Further, the authors do not characterize destroying property, or constructing barricades, or throwing rocks, or pelting cops with paint balloons, as violence.
This also means that the “nonviolent” movements they cite as success stories include movements with armed factions and guerrilla wings, as long as the “nonviolent” membership is more populous than the “violent” actionists.
All of this makes the book not what you think it is.
It makes the characterization of “nonviolent” movements misleading to many people. Unless an armed guerilla wing fits into your definition of nonviolence.
While strategy, tactics, and community involvement in movements can be complex, my ask of F/friends is simple:
Let’s please, please not create divides between “good” and “bad” protesters.
Honestly? My experience is that a lot of folks who get up to hijinks and mischief at protests — mischief that might be arrestable and make some of us uncomfortable — are the very folks who you can most rely on.
These “provocateurs” are often the people who, without hesitation, will put themselves on the line to protect the community: to move folks out of harm’s way, to extinguish tear gas, to take an arrest in lieu of someone else.
That’s been my experience at least. And I’ve been to a protest or two over the years.
Also please note: the “sit down if cops look threatening” advice going around IS DANGEROUS.
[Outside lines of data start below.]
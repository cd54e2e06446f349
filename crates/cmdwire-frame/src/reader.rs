use std::io::{ErrorKind, Read};

use bytes::BytesMut;

use crate::codec::{decode_frame, Frame, FrameConfig};
use crate::error::{FrameError, Result};

const READ_CHUNK: usize = 8 * 1024;

/// Pulls whole link frames out of a byte stream such as a capture file.
///
/// Short reads are buffered until a full frame is available.
pub struct FrameReader<R> {
    source: R,
    pending: BytesMut,
    config: FrameConfig,
    frames: u64,
    consumed: u64,
    finished: bool,
}

impl<R: Read> FrameReader<R> {
    pub fn new(source: R) -> Self {
        Self::with_config(source, FrameConfig::default())
    }

    pub fn with_config(source: R, config: FrameConfig) -> Self {
        Self {
            source,
            pending: BytesMut::with_capacity(READ_CHUNK),
            config,
            frames: 0,
            consumed: 0,
            finished: false,
        }
    }

    /// Next frame; a stream that ends, even between frames, is
    /// `FrameError::ConnectionClosed`.
    pub fn read_frame(&mut self) -> Result<Frame> {
        self.next_frame()?.ok_or(FrameError::ConnectionClosed)
    }

    /// Next frame, or `None` when the stream ends on a frame boundary.
    pub fn next_frame(&mut self) -> Result<Option<Frame>> {
        loop {
            if let Some(frame) = decode_frame(&mut self.pending, self.config.max_payload_size)? {
                self.frames += 1;
                self.consumed += frame.wire_size() as u64;
                return Ok(Some(frame));
            }

            if self.fill()? == 0 {
                return match self.pending.len() {
                    0 => Ok(None),
                    leftover => {
                        tracing::debug!(
                            offset = self.consumed,
                            leftover,
                            "stream ended inside a frame"
                        );
                        Err(FrameError::ConnectionClosed)
                    }
                };
            }
        }
    }

    /// Frames returned so far.
    pub fn frames_read(&self) -> u64 {
        self.frames
    }

    /// Stream offset of the first byte not yet returned as part of a frame.
    pub fn position(&self) -> u64 {
        self.consumed
    }

    pub fn config(&self) -> &FrameConfig {
        &self.config
    }

    pub fn set_max_payload_size(&mut self, max_payload_size: usize) {
        self.config.max_payload_size = max_payload_size;
    }

    pub fn into_inner(self) -> R {
        self.source
    }

    fn fill(&mut self) -> Result<usize> {
        let mut chunk = [0u8; READ_CHUNK];
        loop {
            match self.source.read(&mut chunk) {
                Ok(n) => {
                    self.pending.extend_from_slice(&chunk[..n]);
                    return Ok(n);
                }
                Err(err) if err.kind() == ErrorKind::Interrupted => continue,
                Err(err) => return Err(FrameError::Io(err)),
            }
        }
    }
}

/// Iteration stops for good after the stream ends or the first error; a
/// corrupt envelope leaves no trustworthy frame boundary to resume from.
impl<R: Read> Iterator for FrameReader<R> {
    type Item = Result<Frame>;

    fn next(&mut self) -> Option<Self::Item> {
        if self.finished {
            return None;
        }
        let item = self.next_frame().transpose();
        self.finished = !matches!(item, Some(Ok(_)));
        item
    }
}

impl<R: Read> std::iter::FusedIterator for FrameReader<R> {}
Sitting down if cops are advancing puts you and others at risk. It makes it harder for you to move. It makes it much harder for people around you to move.
This advice kinda screams, “I’ve never been in an escalatory situation at a protest.” (Which, if I’m being frank, also means, “I’ve never been at a protest that wasn’t fully permitted and law-compliant, predominantly white, and/or regarded as non-threatening to the powers-that-be.”)
My experience at protests is that cops start the violence.
I have been at completely chill, peaceful gatherings that turn into complete shitshows only and exclusively because cops decided to roll up.
Every protest I’ve ever attended has been “nonviolent” - until cops get violent.
And if you think that law enforcement officers who are ready to escalate at a rally give one iota of a rat’s ass that you are sitting down or trying to separate yourself from the “baddies?”
I need to burst your bubble, and it’s for your own good.
Cops. Do. Not. Care. If. You. Are. A. “Good.” Protestor. Or. If. You. Are. Sitting. Down.
I’ve seen cops push people out of their wheelchairs. You think they’ll care that you’re sitting down?
The sooner we truly understand this, the better.
Especially because we in the U.S. are facing fascism, whether we are loathe to admit it or not.
Repeat after me:
Cops do not keep us safe.
Who keeps us safe?
WE keep us safe.
Who?
WE.
US.
Together.
Not cops.
Cops make most of us LESS safe. At a protest and lots of other places. Especially when we belong to vulnerable or marginalized populations.
Let’s please, please do what we can to keep each other safe. Or safe-ish.
Let’s please remember that every protestor is on the same side: the side of humanity, justice, liberation, and protecting our neighbors.
Let’s not do the cops’ work for them.
Let’s remember, or learn, that movements for justice have always relied on a variety of tactics.
Let’s protect our comrades who are willing to risk escalation.
Let’s … let’s maybe get a little unruly.
XOXO
At last! Thank you for challenging the aspect of Quakerism that I find most difficult: that of the internalised unconscious prejudice that holds that anything more than polite white dissent is unacceptable. This ignores so much of the reality of peaceful protest as you point out. And by not acknowledging that all other oppressed peoples have had to defend themselves actively, that sometimes violence is an appropriate response to despair and that those who would deny us freedom just find it easier to kill us as we’re sitting down - we are devaluing their and our struggle.
Thanks for writing such a challenging and timely post!